Problem to solve: The lines from the start of the records through the one containing "Health check endpoint." are to be transcribed exactly, and nothing else.

Dataset records:
<<<<
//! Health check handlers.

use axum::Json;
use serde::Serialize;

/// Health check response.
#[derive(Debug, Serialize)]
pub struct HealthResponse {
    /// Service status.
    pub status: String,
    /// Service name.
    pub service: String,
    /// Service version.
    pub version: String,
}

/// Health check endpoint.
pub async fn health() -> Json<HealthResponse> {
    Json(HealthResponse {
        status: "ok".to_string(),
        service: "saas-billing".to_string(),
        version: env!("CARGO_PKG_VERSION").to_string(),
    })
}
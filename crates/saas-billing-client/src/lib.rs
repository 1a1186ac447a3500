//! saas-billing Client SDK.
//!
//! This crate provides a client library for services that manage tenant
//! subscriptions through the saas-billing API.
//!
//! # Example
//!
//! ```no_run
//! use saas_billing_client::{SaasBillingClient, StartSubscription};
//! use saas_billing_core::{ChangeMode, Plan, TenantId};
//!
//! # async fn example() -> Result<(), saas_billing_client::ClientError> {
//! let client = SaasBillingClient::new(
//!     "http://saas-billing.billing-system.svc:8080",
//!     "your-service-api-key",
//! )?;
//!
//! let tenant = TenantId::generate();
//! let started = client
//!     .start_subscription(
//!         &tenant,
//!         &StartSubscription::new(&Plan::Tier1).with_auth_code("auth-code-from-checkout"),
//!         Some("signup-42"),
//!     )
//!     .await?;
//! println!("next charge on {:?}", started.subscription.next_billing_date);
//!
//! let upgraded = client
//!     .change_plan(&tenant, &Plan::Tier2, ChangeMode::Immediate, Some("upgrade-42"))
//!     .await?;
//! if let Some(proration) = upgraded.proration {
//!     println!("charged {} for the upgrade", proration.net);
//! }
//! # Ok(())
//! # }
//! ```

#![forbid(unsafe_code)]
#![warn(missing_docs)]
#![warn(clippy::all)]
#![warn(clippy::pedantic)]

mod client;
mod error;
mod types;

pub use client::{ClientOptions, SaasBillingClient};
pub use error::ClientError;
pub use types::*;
>>>>
Solution for this task:
//! Health check handlers.

use axum::Json;
use serde::Serialize;

/// Health check response.
#[derive(Debug, Serialize)]
pub struct HealthResponse {
    /// Service status.
    pub status: String,
    /// Service name.
    pub service: String,
    /// Service version.
    pub version: String,
}

/// Health check endpoint.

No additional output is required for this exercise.